Combo of 10,000 K and Actinic will do you well. you can buy these in combo 50/50 bulbs or you can buy 2 separate bulbs. WHat size of tank are you lighting?
P.S.- 10,000 K is the equivilent of nat. sunlight. 
Also depending on corals some need more light than others. If you plan on getting an anemone be aware they need an abundance of light and if you trust the knowledge of your LFS. Then ask them about the diff. corals.


----------



## thePACK (Jan 3, 2003)

natural sunlight is not needed...aquarium lights will do the job..


----------



## tyourkie66 (Mar 13, 2003)

i am lightin a 55g. its 18in high. what lightin watts do i need to have. and what do u think the cheapest, or best deal for the lightin i need is. i decided anemones need way too much lighitng. but i would like to have things such as polyps and mushrooms.


----------



## Death in #'s (Apr 29, 2003)

on my 55g i run a jbj aqua lighting system (about $400- $450) with 4 bulbs and 3 fans 
i have corals so they need it
u can go a little cheaper but i recomend this set up


----------



## acestro (Jul 7, 2003)

You'll find a lot of opinions on this subject. I like hellolights.com myself. (specifically the power compacts)

www.hellolights.com


----------



## Andrew (Mar 3, 2003)

This light would be great. I am assumming you have a normal 55g that is 4ft long.

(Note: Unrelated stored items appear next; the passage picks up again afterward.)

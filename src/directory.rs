//! Account directory boundary - read-only resolution of a user id to its
//! identity and role.
//!
//! Registration, credentials, and sessions live outside this crate; the
//! wallet lifecycle only needs to know that an owner exists before opening a
//! wallet for them.

use crate::errors::Result;
use serde::{Deserialize, Serialize};
use std::collections::HashMap;

/// What a user is allowed to be in the marketplace.
#[derive(Debug, Clone, Copy, PartialEq, Eq, Serialize, Deserialize)]
#[serde(rename_all = "snake_case")]
pub enum Role {
    /// Operator with manual-adjustment powers
    Admin,
    /// Lists items and receives purchase credits
    Merchant,
    /// Buys items
    Customer,
}

/// A resolved user.
#[derive(Debug, Clone, Copy, PartialEq, Eq)]
pub struct UserRecord {
    /// Opaque user id
    pub id: i64,
    /// The user's role
    pub role: Role,
}

/// Read-only user lookup.
#[allow(async_fn_in_trait)]
pub trait AccountDirectory {
    /// Resolves a user id; `None` if the directory does not know it.
    async fn resolve_user(&self, user_id: i64) -> Result<Option<UserRecord>>;
}

/// In-memory directory fixture.
#[derive(Debug, Clone, Default)]
pub struct StaticDirectory {
    users: HashMap<i64, Role>,
}

impl StaticDirectory {
    /// Adds a user, builder-style.
    #[must_use]
    pub fn with_user(mut self, id: i64, role: Role) -> Self {
        self.users.insert(id, role);
        self
    }
}

impl AccountDirectory for StaticDirectory {
    async fn resolve_user(&self, user_id: i64) -> Result<Option<UserRecord>> {
        Ok(self
            .users
            .get(&user_id)
            .map(|role| UserRecord { id: user_id, role: *role }))
    }
}

#[cfg(test)]
mod tests {
    #![allow(clippy::unwrap_used)]
    use super::*;

    #[tokio::test]
    async fn test_static_directory_resolution() -> Result<()> {
        let directory = StaticDirectory::default()
            .with_user(1, Role::Customer)
            .with_user(2, Role::Merchant);

        let user = directory.resolve_user(1).await?.unwrap();
        assert_eq!(user.role, Role::Customer);
        assert!(directory.resolve_user(3).await?.is_none());
        Ok(())
    }
}
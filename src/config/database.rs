//! Database configuration module.
//!
//! Handles `SQLite` connection setup and table creation using `SeaORM`.
//! Schema statements are generated from the entity definitions via
//! `Schema::create_table_from_entity`, so the database layout always matches
//! the Rust structs without hand-written SQL. The process entry point owns
//! the lifecycle: it calls [`init_db`] once and passes the handle down.

use crate::entities::{Item, LedgerEntry, Transaction, Wallet};
use crate::errors::Result;
use sea_orm::{ConnectionTrait, Database, DatabaseConnection, EntityTrait, Schema};
use tracing::{debug, info, instrument};

/// Gets the database URL from the environment or returns the default
/// `SQLite` path.
pub fn database_url() -> String {
    std::env::var("DATABASE_URL")
        .unwrap_or_else(|_| "sqlite://data/tillbook.sqlite?mode=rwc".to_string())
}

/// Establishes a connection to the database at `url`.
pub async fn connect(url: &str) -> Result<DatabaseConnection> {
    debug!("Connecting to database at: {}", url);
    Database::connect(url).await.map_err(Into::into)
}

/// Creates all tables and secondary indexes from the entity definitions.
///
/// Idempotent: existing tables and indexes are left alone, so it is safe to
/// run against a database that was initialized by an earlier process.
pub async fn create_tables(db: &DatabaseConnection) -> Result<()> {
    let builder = db.get_database_backend();
    let schema = Schema::new(builder);

    let mut wallet_table = schema.create_table_from_entity(Wallet);
    let mut ledger_entry_table = schema.create_table_from_entity(LedgerEntry);
    let mut transaction_table = schema.create_table_from_entity(Transaction);
    let mut item_table = schema.create_table_from_entity(Item);

    db.execute(builder.build(wallet_table.if_not_exists()))
        .await?;
    db.execute(builder.build(ledger_entry_table.if_not_exists()))
        .await?;
    db.execute(builder.build(transaction_table.if_not_exists()))
        .await?;
    db.execute(builder.build(item_table.if_not_exists())).await?;

    create_indexes(db, &schema, Wallet).await?;
    create_indexes(db, &schema, LedgerEntry).await?;
    create_indexes(db, &schema, Transaction).await?;
    create_indexes(db, &schema, Item).await?;

    Ok(())
}

async fn create_indexes<E>(db: &DatabaseConnection, schema: &Schema, entity: E) -> Result<()>
where
    E: EntityTrait,
{
    let builder = db.get_database_backend();
    for mut stmt in schema.create_index_from_entity(entity) {
        db.execute(builder.build(stmt.if_not_exists())).await?;
    }
    Ok(())
}

/// Connects to the database and ensures the schema exists.
///
/// This is the single entry point the host process calls during startup; the
/// returned handle is passed explicitly to every store and core function.
#[instrument]
pub async fn init_db(url: &str) -> Result<DatabaseConnection> {
    let db = connect(url).await?;
    info!("Database connection opened. Ensuring tables are created...");
    create_tables(&db).await?;
    Ok(db)
}
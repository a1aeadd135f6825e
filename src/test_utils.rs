//! Shared test utilities.
//!
//! Common helpers for setting up in-memory test databases and building
//! decimals without ceremony.

use crate::{config, errors::Result};
use rust_decimal::Decimal;
use sea_orm::DatabaseConnection;

/// Creates an in-memory `SQLite` database with all tables initialized.
/// This is the standard setup for all integration tests.
pub async fn setup_test_db() -> Result<DatabaseConnection> {
    let db = sea_orm::Database::connect("sqlite::memory:").await?;
    config::database::create_tables(&db).await?;
    Ok(db)
}

/// Parses a decimal literal.
///
/// # Panics
/// Panics on malformed input; only for tests.
#[allow(clippy::unwrap_used)]
pub fn dec(s: &str) -> Decimal {
    s.parse().unwrap()
}
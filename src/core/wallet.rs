//! Wallet lifecycle - opening, reading, closing, and browsing history.
//!
//! Opening a wallet is tied to registration: the owner must resolve through
//! the account directory first. Closing is a soft delete; the ledger rows
//! stay behind for audit.

use crate::{
    directory::AccountDirectory,
    entities::{ledger_entry, wallet},
    errors::{Error, Result},
    paging::{Page, PageRequest},
    store,
};
use rust_decimal::Decimal;
use sea_orm::DatabaseConnection;

/// Creates a wallet for a registered user.
pub async fn open_wallet(
    db: &DatabaseConnection,
    directory: &impl AccountDirectory,
    owner_id: i64,
    initial_balance: Decimal,
) -> Result<wallet::Model> {
    directory
        .resolve_user(owner_id)
        .await?
        .ok_or(Error::UserNotFound { user_id: owner_id })?;

    store::wallets::create(db, owner_id, initial_balance).await
}

/// Fetches an owner's active wallet.
pub async fn get_wallet(db: &DatabaseConnection, owner_id: i64) -> Result<wallet::Model> {
    store::wallets::get_by_owner(db, owner_id)
        .await?
        .ok_or(Error::WalletNotFound { owner_id })
}

/// Closes an owner's wallet. The row and its ledger entries are retained.
pub async fn close_wallet(db: &DatabaseConnection, owner_id: i64) -> Result<wallet::Model> {
    store::wallets::soft_delete(db, owner_id).await
}

/// Pages through an owner's ledger history, newest entries first.
pub async fn history(
    db: &DatabaseConnection,
    owner_id: i64,
    request: PageRequest,
) -> Result<Page<ledger_entry::Model>> {
    let wallet = get_wallet(db, owner_id).await?;
    store::entries::for_wallet(db, wallet.id, request).await
}

#[cfg(test)]
mod tests {
    #![allow(clippy::unwrap_used)]
    use super::*;
    use crate::core::ledger;
    use crate::directory::{Role, StaticDirectory};
    use crate::entities::EntryReason;
    use crate::test_utils::{dec, setup_test_db};

    #[tokio::test]
    async fn test_open_wallet_requires_registered_user() -> Result<()> {
        let db = setup_test_db().await?;
        let directory = StaticDirectory::default().with_user(1, Role::Customer);

        let wallet = open_wallet(&db, &directory, 1, dec("20")).await?;
        assert_eq!(wallet.owner_id, 1);
        assert_eq!(wallet.balance, dec("20"));

        let result = open_wallet(&db, &directory, 99, Decimal::ZERO).await;
        assert!(matches!(
            result.unwrap_err(),
            Error::UserNotFound { user_id: 99 }
        ));
        Ok(())
    }

    #[tokio::test]
    async fn test_open_wallet_twice_rejected() -> Result<()> {
        let db = setup_test_db().await?;
        let directory = StaticDirectory::default().with_user(1, Role::Customer);

        open_wallet(&db, &directory, 1, Decimal::ZERO).await?;
        let result = open_wallet(&db, &directory, 1, Decimal::ZERO).await;
        assert!(matches!(
            result.unwrap_err(),
            Error::WalletAlreadyExists { owner_id: 1 }
        ));
        Ok(())
    }

    #[tokio::test]
    async fn test_close_wallet_hides_it_from_reads() -> Result<()> {
        let db = setup_test_db().await?;
        let directory = StaticDirectory::default().with_user(1, Role::Customer);
        open_wallet(&db, &directory, 1, dec("5")).await?;

        let closed = close_wallet(&db, 1).await?;
        assert!(closed.is_deleted);

        let result = get_wallet(&db, 1).await;
        assert!(matches!(
            result.unwrap_err(),
            Error::WalletNotFound { owner_id: 1 }
        ));
        Ok(())
    }

    #[tokio::test]
    async fn test_history_pages_through_entries() -> Result<()> {
        let db = setup_test_db().await?;
        let directory = StaticDirectory::default().with_user(1, Role::Customer);
        open_wallet(&db, &directory, 1, dec("100")).await?;

        ledger::credit(&db, 1, dec("10"), EntryReason::ManualAdjustment, None).await?;
        ledger::debit(&db, 1, dec("4"), EntryReason::ManualAdjustment, None).await?;

        let page = history(&db, 1, PageRequest::default()).await?;
        assert_eq!(page.total_items, 3); // opening entry + credit + debit
        assert_eq!(page.items[0].delta, dec("-4"));
        assert_eq!(page.items[1].delta, dec("10"));
        assert_eq!(page.items[2].delta, dec("100"));
        Ok(())
    }
}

The 4ft long model has 4x65w pc plus 4 white moonlights.
These moonlights are badass for nightime viewing.

With this wattage you could easily keep all soft corals and some or the LPS corals if you put them near the top.

Here is a place to buy it on line but it is out of stock right now. $ 265.00
http://www.marinedepot.com/a_lt_pc_csl.asp?CartId=

I have this light but in a shorter length, the fan is very quiet.

oh, you don't need natural sunlight, matter of fact if you have a window that lets sunshine in on your tank, you will develop bad geen hair algae.

HTH


----------



## DrewBoOty (Nov 23, 2002)

Seany B said:


> P.S.- 10,000 K is the equivilent of nat. sunlight.


 10k is _not_ the equivilent of natural sunlight. 10k is a very white spectrum.


----------



## Jebus (Feb 29, 2004)

I suggest using those lights u can get at hydrophonics stores people use for growing dope i mean there meant for plants they should work pretty good in an aquarium. if there's a problem with these let me know im very uneducated on the subject


----------